It seems like half of the battle in statistics is identifying an important/unsolved problem. In math, this is easy, they have a list. So why is it harder for statistics? Since I have to think up projects to work on for my research group, for classes I teach, and for exams we give, I have spent some time thinking about ways that research problems in statistics arise.

I borrowed a page out of Roger’s book and made a little diagram to illustrate my ideas (actually I can’t even claim credit, it was Roger’s idea to make the diagram). The diagram shows the rough relationship of science, data, applied statistics, and theoretical statistics. Science produces data (although there are other sources), the data are analyzed using applied statistical methods, and theoretical statistics concerns the math behind statistical methods. The dotted line indicates that theoretical statistics ostensibly generalizes applied statistical methods so they can be applied in other disciplines. I do think that this type of generalization is becoming harder and harder as theoretical statistics becomes farther and farther removed from the underlying science.
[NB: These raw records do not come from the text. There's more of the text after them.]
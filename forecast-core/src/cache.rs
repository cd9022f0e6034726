//! Time-boxed per-(location, provider) store of source forecasts.
//!
//! Backed by a `moka` cache so adapters running concurrently can share it.
//! Each entry carries its own expiry, checked on read. A cache opened with
//! [`SourceCache::persistent`] also writes every entry to a JSON file, so a
//! later process can answer from it until the entry expires.

use std::{
    fmt::{Debug, Write as _},
    fs, io,
    path::{Path, PathBuf},
    sync::Arc,
    time::{Duration, Instant},
};

use async_trait::async_trait;
use chrono::{DateTime, Utc};
use moka::sync::Cache;
use serde::{Deserialize, Serialize};

use crate::{error::SourceError, model::SourceForecast, provider::ForecastSource};

/// Upper bound on how long anything stays in the cache, whatever its TTL.
const MAX_TTL: Duration = Duration::from_secs(24 * 60 * 60);
const MAX_ENTRIES: u64 = 1_000;

#[derive(Debug, Clone)]
struct CacheEntry {
    value: Arc<SourceForecast>,
    expires_at: Instant,
}

impl CacheEntry {
    fn is_fresh(&self, now: Instant) -> bool {
        self.expires_at > now
    }
}

/// On-disk form of one entry, with a wall-clock expiry.
#[derive(Debug, Serialize, Deserialize)]
struct StoredEntry {
    expires_at: DateTime<Utc>,
    forecast: SourceForecast,
}

impl StoredEntry {
    fn remaining(&self) -> Option<Duration> {
        (self.expires_at - Utc::now()).to_std().ok().filter(|left| !left.is_zero())
    }
}

pub struct SourceCache {
    entries: Cache<String, CacheEntry>,
    dir: Option<PathBuf>,
}

impl SourceCache {
    /// In-memory cache, gone with the process.
    pub fn new() -> Self {
        let entries = Cache::builder().max_capacity(MAX_ENTRIES).time_to_live(MAX_TTL).build();
        Self { entries, dir: None }
    }

    /// Cache that also keeps every entry as a file under `dir`.
    pub fn persistent(dir: impl Into<PathBuf>) -> Self {
        Self { dir: Some(dir.into()), ..Self::new() }
    }

    /// Cached forecast for `(location, provider)` if it hasn't expired yet.
    pub fn get(&self, location: &str, provider: &str) -> Option<Arc<SourceForecast>> {
        let key = cache_key(location, provider);

        if let Some(entry) = self.entries.get(&key) {
            if entry.is_fresh(Instant::now()) {
                return Some(entry.value);
            }
            self.entries.invalidate(&key);
            self.remove_file(&key);
            return None;
        }

        let entry = self.load_file(&key)?;
        let value = entry.value.clone();
        self.entries.insert(key, entry);
        Some(value)
    }

    pub fn set(&self, location: &str, provider: &str, value: SourceForecast, ttl: Duration) {
        let ttl = ttl.min(MAX_TTL);
        let key = cache_key(location, provider);

        let value = match self.file_path(&key) {
            Some(path) => {
                let expires_at = chrono::Duration::from_std(ttl).map_or(Utc::now(), |ttl| Utc::now() + ttl);
                let stored = StoredEntry { expires_at, forecast: value };
                if let Err(err) = write_entry(&path, &stored) {
                    tracing::warn!(path = %path.display(), %err, "failed to write cache file");
                }
                stored.forecast
            }
            None => value,
        };

        let entry = CacheEntry { value: Arc::new(value), expires_at: Instant::now() + ttl };
        self.entries.insert(key, entry);
    }

    /// Drop every entry whose TTL has passed, on disk too.
    pub fn clear_expired(&self) {
        let now = Instant::now();
        let expired: Vec<Arc<String>> = self
            .entries
            .iter()
            .filter(|(_, entry)| !entry.is_fresh(now))
            .map(|(key, _)| key)
            .collect();

        for key in expired {
            self.entries.invalidate(key.as_str());
        }
        self.entries.run_pending_tasks();

        if let Some(dir) = &self.dir {
            self.clear_expired_files(dir);
        }
    }

    /// Number of entries currently held in memory.
    pub fn entry_count(&self) -> u64 {
        self.entries.run_pending_tasks();
        self.entries.entry_count()
    }

    fn file_path(&self, key: &str) -> Option<PathBuf> {
        self.dir.as_ref().map(|dir| dir.join(file_name(key)))
    }

    fn load_file(&self, key: &str) -> Option<CacheEntry> {
        let path = self.file_path(key)?;
        let stored = match read_entry(&path) {
            Ok(stored) => stored?,
            Err(err) => {
                tracing::warn!(path = %path.display(), %err, "dropping unreadable cache file");
                let _ = fs::remove_file(&path);
                return None;
            }
        };

        let Some(remaining) = stored.remaining() else {
            let _ = fs::remove_file(&path);
            return None;
        };

        Some(CacheEntry { value: Arc::new(stored.forecast), expires_at: Instant::now() + remaining })
    }

    fn remove_file(&self, key: &str) {
        if let Some(path) = self.file_path(key) {
            let _ = fs::remove_file(path);
        }
    }

    fn clear_expired_files(&self, dir: &Path) {
        let Ok(listing) = fs::read_dir(dir) else {
            return;
        };

        for path in listing.flatten().map(|e| e.path()) {
            if path.extension().is_none_or(|ext| ext != "json") {
                continue;
            }
            let keep = matches!(read_entry(&path), Ok(Some(stored)) if stored.remaining().is_some());
            if !keep {
                tracing::debug!(path = %path.display(), "removing expired cache file");
                let _ = fs::remove_file(&path);
            }
        }
    }
}

impl Default for SourceCache {
    fn default() -> Self {
        Self::new()
    }
}

impl Debug for SourceCache {
    fn fmt(&self, f: &mut std::fmt::Formatter<'_>) -> std::fmt::Result {
        f.debug_struct("SourceCache")
            .field("entries", &self.entries.entry_count())
            .field("dir", &self.dir)
            .finish()
    }
}

fn cache_key(location: &str, provider: &str) -> String {
    format!("weather:{}:{}", location.to_lowercase().replace(' ', "_"), provider)
}

/// Percent-encode anything outside `[A-Za-z0-9._-]` so every key maps to
/// its own plain file name.
fn file_name(key: &str) -> String {
    let mut name = String::with_capacity(key.len() + 5);
    for byte in key.bytes() {
        if byte.is_ascii_alphanumeric() || matches!(byte, b'-' | b'_' | b'.') {
            name.push(char::from(byte));
        } else {
            let _ = write!(name, "%{byte:02X}");
        }
    }
    name.push_str(".json");
    name
}

/// `Ok(None)` when there is no file yet.
fn read_entry(path: &Path) -> io::Result<Option<StoredEntry>> {
    let contents = match fs::read(path) {
        Ok(contents) => contents,
        Err(err) if err.kind() == io::ErrorKind::NotFound => return Ok(None),
        Err(err) => return Err(err),
    };
    serde_json::from_slice(&contents).map(Some).map_err(io::Error::from)
}

fn write_entry(path: &Path, stored: &StoredEntry) -> io::Result<()> {
    if let Some(parent) = path.parent() {
        fs::create_dir_all(parent)?;
    }
    fs::write(path, serde_json::to_vec(stored)?)
}

/// Read-through caching in front of any source.
#[derive(Debug)]
pub struct CachedSource {
    inner: Arc<dyn ForecastSource>,
    cache: Arc<SourceCache>,
    ttl: Duration,
}

impl CachedSource {
    pub fn new(inner: Arc<dyn ForecastSource>, cache: Arc<SourceCache>, ttl: Duration) -> Self {
        Self { inner, cache, ttl }
    }
}

#[async_trait]
impl ForecastSource for CachedSource {
    fn name(&self) -> &str {
        self.inner.name()
    }

    async fn fetch(&self, location: &str) -> Result<SourceForecast, SourceError> {
        if let Some(hit) = self.cache.get(location, self.name()) {
            tracing::debug!(source = self.name(), location, "cache hit");
            return Ok(hit.as_ref().clone());
        }

        tracing::debug!(source = self.name(), location, "cache miss");
        let fresh = self.inner.fetch(location).await?;
        self.cache.set(location, self.name(), fresh.clone(), self.ttl);
        Ok(fresh)
    }
}

#[cfg(test)]
mod tests {
    use super::*;
    use std::sync::atomic::{AtomicUsize, Ordering};

    fn forecast(city: &str) -> SourceForecast {
        SourceForecast {
            city: city.into(),
            country: "ES".into(),
            timezone: "UTC+1".into(),
            hourly: Vec::new(),
            daily: Vec::new(),
        }
    }

    #[test]
    fn key_is_case_and_space_insensitive() {
        assert_eq!(cache_key("New York", "metno"), "weather:new_york:metno");
        assert_eq!(cache_key("new york", "metno"), cache_key("NEW YORK", "metno"));
    }

    #[test]
    fn fresh_entry_is_returned() {
        let cache = SourceCache::new();
        cache.set("Madrid", "metno", forecast("Madrid"), Duration::from_secs(60));

        let hit = cache.get("madrid", "metno").expect("entry must be cached");
        assert_eq!(hit.city, "Madrid");
        assert!(cache.get("Madrid", "weatherapi").is_none());
    }

    #[test]
    fn expired_entry_is_dropped() {
        let cache = SourceCache::new();
        cache.set("Madrid", "metno", forecast("Madrid"), Duration::ZERO);

        assert!(cache.get("Madrid", "metno").is_none());
    }

    #[test]
    fn clear_expired_keeps_fresh_entries() {
        let cache = SourceCache::new();
        cache.set("Madrid", "metno", forecast("Madrid"), Duration::ZERO);
        cache.set("Lisbon", "metno", forecast("Lisbon"), Duration::from_secs(60));

        cache.clear_expired();

        assert_eq!(cache.entry_count(), 1);
        assert!(cache.get("Lisbon", "metno").is_some());
    }

    #[derive(Debug, Default)]
    struct CountingSource {
        calls: AtomicUsize,
    }

    #[async_trait]
    impl ForecastSource for CountingSource {
        fn name(&self) -> &str {
            "Counting"
        }

        async fn fetch(&self, location: &str) -> Result<SourceForecast, SourceError> {
            self.calls.fetch_add(1, Ordering::SeqCst);
            Ok(forecast(location))
        }
    }

    #[test]
    fn file_names_are_escaped() {
        assert_eq!(file_name("weather:new_york:metno"), "weather%3Anew_york%3Ametno.json");
        assert_eq!(file_name("weather:a/b?c:x"), "weather%3Aa%2Fb%3Fc%3Ax.json");
        assert_ne!(file_name("weather:a/b:x"), file_name("weather:a_b:x"));
    }

    #[test]
    fn persisted_entry_survives_reopen() {
        let dir = tempfile::tempdir().unwrap();
        SourceCache::persistent(dir.path()).set(
            "Madrid",
            "metno",
            forecast("Madrid"),
            Duration::from_secs(60),
        );

        let reopened = SourceCache::persistent(dir.path());
        let hit = reopened.get("MADRID", "metno").expect("entry must be read from disk");

        assert_eq!(hit.city, "Madrid");
        assert_eq!(reopened.entry_count(), 1);
        assert!(reopened.get("Madrid", "weatherapi").is_none());
    }

    #[test]
    fn expired_file_is_ignored_and_removed() {
        let dir = tempfile::tempdir().unwrap();
        SourceCache::persistent(dir.path()).set("Madrid", "metno", forecast("Madrid"), Duration::ZERO);
        let path = dir.path().join(file_name(&cache_key("Madrid", "metno")));
        assert!(path.exists());

        assert!(SourceCache::persistent(dir.path()).get("Madrid", "metno").is_none());
        assert!(!path.exists());
    }

    #[test]
    fn corrupt_file_is_a_miss() {
        let dir = tempfile::tempdir().unwrap();
        let path = dir.path().join(file_name(&cache_key("Madrid", "metno")));
        fs::write(&path, b"{ not json").unwrap();

        assert!(SourceCache::persistent(dir.path()).get("Madrid", "metno").is_none());
        assert!(!path.exists());
    }

    #[test]
    fn clear_expired_prunes_files() {
        let dir = tempfile::tempdir().unwrap();
        let cache = SourceCache::persistent(dir.path());
        cache.set("Madrid", "metno", forecast("Madrid"), Duration::ZERO);
        cache.set("Lisbon", "metno", forecast("Lisbon"), Duration::from_secs(60));
        fs::write(dir.path().join("notes.txt"), b"keep me").unwrap();

        SourceCache::persistent(dir.path()).clear_expired();

        let mut left: Vec<_> = fs::read_dir(dir.path())
            .unwrap()
            .map(|e| e.unwrap().file_name().into_string().unwrap())
            .collect();
        left.sort();
        assert_eq!(left, [file_name(&cache_key("Lisbon", "metno")), "notes.txt".to_string()]);
    }

    #[tokio::test]
    async fn reopened_cache_serves_without_fetching() {
        let dir = tempfile::tempdir().unwrap();
        let ttl = Duration::from_secs(60);

        let first_run = Arc::new(CountingSource::default());
        CachedSource::new(first_run.clone(), Arc::new(SourceCache::persistent(dir.path())), ttl)
            .fetch("Porto")
            .await
            .unwrap();

        let second_run = Arc::new(CountingSource::default());
        let source =
            CachedSource::new(second_run.clone(), Arc::new(SourceCache::persistent(dir.path())), ttl);
        let cached = source.fetch("porto").await.unwrap();

        assert_eq!(cached.city, "Porto");
        assert_eq!(first_run.calls.load(Ordering::SeqCst), 1);
        assert_eq!(second_run.calls.load(Ordering::SeqCst), 0);
    }

    #[tokio::test]
    async fn cached_source_fetches_once_within_ttl() {
        let inner = Arc::new(CountingSource::default());
        let cache = Arc::new(SourceCache::new());
        let source = CachedSource::new(inner.clone(), cache, Duration::from_secs(60));

        let first = source.fetch("Porto").await.unwrap();
        let second = source.fetch("porto").await.unwrap();

        assert_eq!(first, second);
        assert_eq!(inner.calls.load(Ordering::SeqCst), 1);
        assert_eq!(source.name(), "Counting");
    }
}
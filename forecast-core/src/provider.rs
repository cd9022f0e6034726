use crate::{
    Config, SourceCache,
    cache::CachedSource,
    error::SourceError,
    model::SourceForecast,
    provider::{
        geocode::Geocoder, metno::MetNoProvider, openweather::OpenWeatherProvider,
        tomorrow::TomorrowProvider, visualcrossing::VisualCrossingProvider,
        weatherapi::WeatherApiProvider,
    },
};
use async_trait::async_trait;
use reqwest::{Client, Response};
use std::{convert::TryFrom, fmt::Debug, sync::Arc, time::Duration};

pub mod geocode;
pub mod metno;
pub mod openweather;
pub mod tomorrow;
pub mod visualcrossing;
pub mod weatherapi;

const HTTP_TIMEOUT: Duration = Duration::from_secs(10);
pub(crate) const USER_AGENT: &str = concat!("forecast-core/", env!("CARGO_PKG_VERSION"));

/// Built-in providers, in the order their metadata is preferred.
#[derive(Debug, Clone, Copy, PartialEq, Eq, Hash)]
pub enum ProviderId {
    OpenWeather,
    MetNo,
    WeatherApi,
    Tomorrow,
    VisualCrossing,
}

impl ProviderId {
    /// Short id used in config files and on the command line.
    pub const fn as_str(&self) -> &'static str {
        match self {
            ProviderId::OpenWeather => "openweather",
            ProviderId::MetNo => "metno",
            ProviderId::WeatherApi => "weatherapi",
            ProviderId::Tomorrow => "tomorrow",
            ProviderId::VisualCrossing => "visualcrossing",
        }
    }

    /// Label stamped on every observation the provider emits.
    pub const fn source_name(&self) -> &'static str {
        match self {
            ProviderId::OpenWeather => "OpenWeatherMap",
            ProviderId::MetNo => "MET Norway",
            ProviderId::WeatherApi => "WeatherAPI",
            ProviderId::Tomorrow => "Tomorrow.io",
            ProviderId::VisualCrossing => "Visual Crossing",
        }
    }

    /// MET Norway has no key of its own; it borrows the OpenWeather key for geocoding.
    pub fn needs_api_key(&self) -> bool {
        !matches!(self, ProviderId::MetNo)
    }

    pub const fn all() -> &'static [ProviderId] {
        &[
            ProviderId::OpenWeather,
            ProviderId::MetNo,
            ProviderId::WeatherApi,
            ProviderId::Tomorrow,
            ProviderId::VisualCrossing,
        ]
    }
}

impl std::fmt::Display for ProviderId {
    fn fmt(&self, f: &mut std::fmt::Formatter<'_>) -> std::fmt::Result {
        f.write_str(self.as_str())
    }
}

impl TryFrom<&str> for ProviderId {
    type Error = anyhow::Error;

    fn try_from(value: &str) -> Result<Self, Self::Error> {
        let lower = value.to_lowercase();

        ProviderId::all().iter().copied().find(|id| id.as_str() == lower).ok_or_else(|| {
            anyhow::anyhow!(
                "Unknown provider '{value}'. Supported providers: \
                 openweather, metno, weatherapi, tomorrow, visualcrossing."
            )
        })
    }
}

/// One upstream forecast provider, translated into the shared schema.
#[async_trait]
pub trait ForecastSource: Send + Sync + Debug {
    /// Source identifier; also the key into the weight table.
    fn name(&self) -> &str;

    async fn fetch(&self, location: &str) -> Result<SourceForecast, SourceError>;
}

/// Build every configured provider in priority order, each behind the shared cache.
pub fn sources_from_config(
    config: &Config,
    cache: Arc<SourceCache>,
) -> anyhow::Result<Vec<Arc<dyn ForecastSource>>> {
    let http = http_client()?;
    let geocoder = config
        .provider_api_key(ProviderId::OpenWeather)
        .map(|key| Geocoder::new(http.clone(), key.to_owned()));
    let ttl = config.cache_ttl();

    let mut sources: Vec<Arc<dyn ForecastSource>> = Vec::new();

    for &id in ProviderId::all() {
        let api_key = config.provider_api_key(id).map(str::to_owned);

        let source: Option<Arc<dyn ForecastSource>> = match (id, api_key, geocoder.clone()) {
            (ProviderId::OpenWeather, Some(key), Some(geo)) => {
                Some(Arc::new(OpenWeatherProvider::new(http.clone(), key, geo)))
            }
            (ProviderId::MetNo, _, Some(geo)) => Some(Arc::new(MetNoProvider::new(http.clone(), geo))),
            (ProviderId::WeatherApi, Some(key), _) => {
                Some(Arc::new(WeatherApiProvider::new(http.clone(), key)))
            }
            (ProviderId::Tomorrow, Some(key), Some(geo)) => {
                Some(Arc::new(TomorrowProvider::new(http.clone(), key, geo)))
            }
            (ProviderId::VisualCrossing, Some(key), _) => {
                Some(Arc::new(VisualCrossingProvider::new(http.clone(), key)))
            }
            _ => None,
        };

        match source {
            Some(inner) => {
                sources.push(Arc::new(CachedSource::new(inner, cache.clone(), ttl)));
            }
            None => tracing::debug!(provider = %id, "provider not configured, skipping"),
        }
    }

    Ok(sources)
}

pub(crate) fn http_client() -> anyhow::Result<Client> {
    Client::builder()
        .timeout(HTTP_TIMEOUT)
        .user_agent(USER_AGENT)
        .build()
        .map_err(|e| anyhow::anyhow!("Failed to build HTTP client: {e}"))
}

/// Read the body of `res`, turning non-success statuses into `SourceError::Status`.
pub(crate) async fn read_body(res: Response) -> Result<String, SourceError> {
    let status = res.status();
    let body = res.text().await?;

    if !status.is_success() {
        return Err(SourceError::Status { status, body: truncate_body(&body) });
    }

    Ok(body)
}

pub(crate) fn truncate_body(body: &str) -> String {
    const MAX: usize = 200;
    if body.len() > MAX {
        let mut end = MAX;
        while !body.is_char_boundary(end) {
            end -= 1;
        }
        format!("{}...", &body[..end])
    } else {
        body.to_string()
    }
}

#[cfg(test)]
mod tests {
    use super::*;
    use crate::config::Config;

    #[test]
    fn provider_id_as_str_roundtrip() {
        for id in ProviderId::all() {
            let s = id.as_str();
            let parsed = ProviderId::try_from(s).expect("roundtrip should succeed");
            assert_eq!(*id, parsed);
        }
    }

    #[test]
    fn provider_id_parse_is_case_insensitive() {
        assert_eq!(ProviderId::try_from("MetNo").unwrap(), ProviderId::MetNo);
    }

    #[test]
    fn unknown_provider_error() {
        let err = ProviderId::try_from("doesnotexist").unwrap_err();
        assert!(err.to_string().contains("Unknown provider"));
    }

    #[test]
    fn no_sources_without_keys() {
        let cfg = Config::default();
        let sources = sources_from_config(&cfg, Arc::new(SourceCache::new())).unwrap();
        assert!(sources.is_empty());
    }

    #[test]
    fn sources_follow_priority_order() {
        let mut cfg = Config::default();
        cfg.upsert_provider_api_key(ProviderId::VisualCrossing, "VC".into());
        cfg.upsert_provider_api_key(ProviderId::WeatherApi, "WA".into());
        cfg.upsert_provider_api_key(ProviderId::OpenWeather, "OWM".into());

        let sources = sources_from_config(&cfg, Arc::new(SourceCache::new())).unwrap();
        let names: Vec<&str> = sources.iter().map(|s| s.name()).collect();

        assert_eq!(names, ["OpenWeatherMap", "MET Norway", "WeatherAPI", "Visual Crossing"]);
    }

    #[test]
    fn tomorrow_requires_geocoding_key() {
        let mut cfg = Config::default();
        cfg.upsert_provider_api_key(ProviderId::Tomorrow, "TMR".into());

        let sources = sources_from_config(&cfg, Arc::new(SourceCache::new())).unwrap();
        assert!(sources.is_empty());
    }

    #[test]
    fn truncate_body_respects_char_boundaries() {
        let body = "é".repeat(150);
        let short = truncate_body(&body);
        assert!(short.ends_with("..."));
        assert!(short.len() <= 203);
    }
}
Based on this diagram I see three major sources for statistical problems:

**Theoretical statistical problems**One component of statistics is developing the mathematical and foundational theory that proves we are doing sensible things. This type of problem often seems to be inspired by popular methods that exists/are developed but lack mathematical detail. Not surprisingly, much of the work in this area is motivated by what is mathematically possible or convenient, rather than by concrete questions that are of concern to the scientific community. This work is important, but the current distance between theoretical statistics and science suggests that the impact will be limited primarily to the theoretical statistics community.**Applied statistics motivated by convenient sources of data.**The best example of this type of problem are the analyses in Freakonomics. Since both big data and small big data are now abundant, anyone with a laptop and an internet connection can download the Google n-gram data, a microarray from GEO , data about your city, or really data about anything and perform an applied analysis. These analyses may not be straightforward for computational/statistical reasons and may even require the development of new methods. These problems are often very interesting/clever and so are often the types of analyses you hear about in newspaper articles about “Big Data”. But they may often be misleading or incorrect, since the underlying questions are not necessarily well founded in scientific questions.**Applied statistics problems motivated by scientific problems.**The final category of statistics problems are those that are motivated by concrete scientific questions. The new sources of big data don’t necessarily make these problems any easier. They still start with a specific question for which the data may not be convenient and the math is often intractable. But the potential impact of solving a concrete scientific problem is huge, especially if many people who are generating data have a similar problem. Some examples of problems like this are: can we tell if one batch of beer is better than another, how are quantitative characteristics inherited from parent to child, which treatment is better when some people are censored, how do we estimate variance when we don’t know the distribution of the data, or how do we know which variable is important when we have millions?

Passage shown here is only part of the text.